//! Order-flow estimate from option volume, price direction and intraday
//! volume.

use std::sync::Arc;
use std::time::Duration;

use rust_decimal::prelude::ToPrimitive;
use tracing::{debug, warn};

use crate::api::{Bar, ExecutionGateway, OptionsVolume, Quote};
use crate::cache::TtlCache;
use crate::models::OrderFlowSnapshot;

/// Share of volume attributed to the side the price moved toward.
const DOMINANT_SHARE: f64 = 0.6;
const MINORITY_SHARE: f64 = 0.4;
const CHECK_COUNT: f64 = 4.0;

/// Split session volume into estimated buy and sell volume.
pub fn estimate_pressure(volume: f64, price_change: f64) -> (f64, f64) {
    if price_change > 0.0 {
        (volume * DOMINANT_SHARE, volume * MINORITY_SHARE)
    } else if price_change < 0.0 {
        (volume * MINORITY_SHARE, volume * DOMINANT_SHARE)
    } else {
        (volume * 0.5, volume * 0.5)
    }
}

/// Last bar volume relative to the mean bar volume, minus one.
pub fn volume_trend(volumes: &[f64]) -> f64 {
    let Some(last) = volumes.last() else {
        return 0.0;
    };
    let mean = volumes.iter().sum::<f64>() / volumes.len() as f64;
    if mean > 0.0 {
        last / mean - 1.0
    } else {
        0.0
    }
}

/// Combine the raw inputs into a snapshot.
pub fn score(options: OptionsVolume, buy_volume: f64, sell_volume: f64, trend: f64) -> OrderFlowSnapshot {
    let put_call_ratio = if options.call_volume > 0.0 {
        options.put_volume / options.call_volume
    } else {
        1.0
    };
    let buy_sell_ratio = if sell_volume > 0.0 {
        buy_volume / sell_volume
    } else {
        1.0
    };

    let bullish = [
        put_call_ratio < 1.0,
        buy_sell_ratio > 1.0,
        trend > 0.0,
        options.call_volume > options.put_volume,
    ]
    .iter()
    .filter(|check| **check)
    .count();

    let sentiment = bullish as f64 / CHECK_COUNT;

    OrderFlowSnapshot {
        call_volume: options.call_volume,
        put_volume: options.put_volume,
        put_call_ratio,
        buy_volume,
        sell_volume,
        buy_sell_ratio,
        volume_trend: trend,
        sentiment,
        strength: (sentiment - 0.5).abs() * 2.0,
    }
}

/// Per-symbol order-flow analysis, memoised in the shared cache.
pub struct OrderFlowAnalyzer {
    gateway: Arc<dyn ExecutionGateway>,
    cache: Arc<TtlCache<String, OrderFlowSnapshot>>,
    ttl: Duration,
}

impl OrderFlowAnalyzer {
    pub fn new(
        gateway: Arc<dyn ExecutionGateway>,
        cache: Arc<TtlCache<String, OrderFlowSnapshot>>,
        ttl: Duration,
    ) -> Self {
        Self {
            gateway,
            cache,
            ttl,
        }
    }

    /// Analyse `symbol` using the quote and bars already fetched this cycle.
    ///
    /// Option volume is fetched here; on failure it reads as zero calls and
    /// zero puts. A missing quote reads as no volume.
    pub async fn analyze(&self, symbol: &str, quote: Option<&Quote>, bars: &[Bar]) -> OrderFlowSnapshot {
        let key = symbol.to_uppercase();
        if let Some(cached) = self.cache.get(&key, self.ttl).await {
            debug!(symbol = %symbol, "Order flow from cache");
            return cached;
        }

        let options = match self.gateway.options_volume(symbol).await {
            Ok(v) => v,
            Err(e) => {
                warn!(symbol = %symbol, error = %e, "Options volume unavailable, using zero volume");
                OptionsVolume::default()
            }
        };

        let volumes: Vec<f64> = bars.iter().map(|b| b.volume).collect();

        let (buy_volume, sell_volume) = match quote {
            Some(q) => {
                let session_volume = if q.volume > 0.0 {
                    q.volume
                } else {
                    volumes.iter().sum()
                };
                let price_change = (q.last_trade_price - q.previous_close)
                    .to_f64()
                    .unwrap_or(0.0);
                estimate_pressure(session_volume, price_change)
            }
            None => (0.0, 0.0),
        };

        let snapshot = score(options, buy_volume, sell_volume, volume_trend(&volumes));

        debug!(symbol = %symbol, flow = %snapshot, "Order flow analysed");
        self.cache.set(key, snapshot.clone()).await;
        snapshot
    }
}
//! Classified failures of external calls.

use thiserror::Error;

/// Failure of a gateway, economic provider, or notifier call.
#[derive(Debug, Error)]
pub enum GatewayError {
    #[error("network error: {0}")]
    Network(#[from] reqwest::Error),

    #[error("HTTP {status}: {body}")]
    Http { status: u16, body: String },

    #[error("malformed response: {0}")]
    Malformed(String),

    #[error("not found: {0}")]
    NotFound(String),

    #[error("order rejected: {0}")]
    Rejected(String),
}

impl GatewayError {
    /// Whether retrying the same request may succeed.
    pub fn is_transient(&self) -> bool {
        match self {
            GatewayError::Network(e) => e.is_timeout() || e.is_connect() || e.is_request(),
            GatewayError::Http { status, .. } => *status == 429 || *status >= 500,
            GatewayError::Malformed(_) | GatewayError::NotFound(_) | GatewayError::Rejected(_) => {
                false
            }
        }
    }

    /// Wrap for `backoff::future::retry`.
    pub fn into_backoff(self) -> backoff::Error<Self> {
        if self.is_transient() {
            backoff::Error::transient(self)
        } else {
            backoff::Error::permanent(self)
        }
    }
}

pub type GatewayResult<T> = Result<T, GatewayError>;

* * *

* _What the exercise asks_
Copy each line in the entries above where "ExecutionGateway" turns up.

* _Answer to this exercise_
use crate::api::{Bar, ExecutionGateway, OptionsVolume, Quote};
    gateway: Arc<dyn ExecutionGateway>,
        gateway: Arc<dyn ExecutionGateway>,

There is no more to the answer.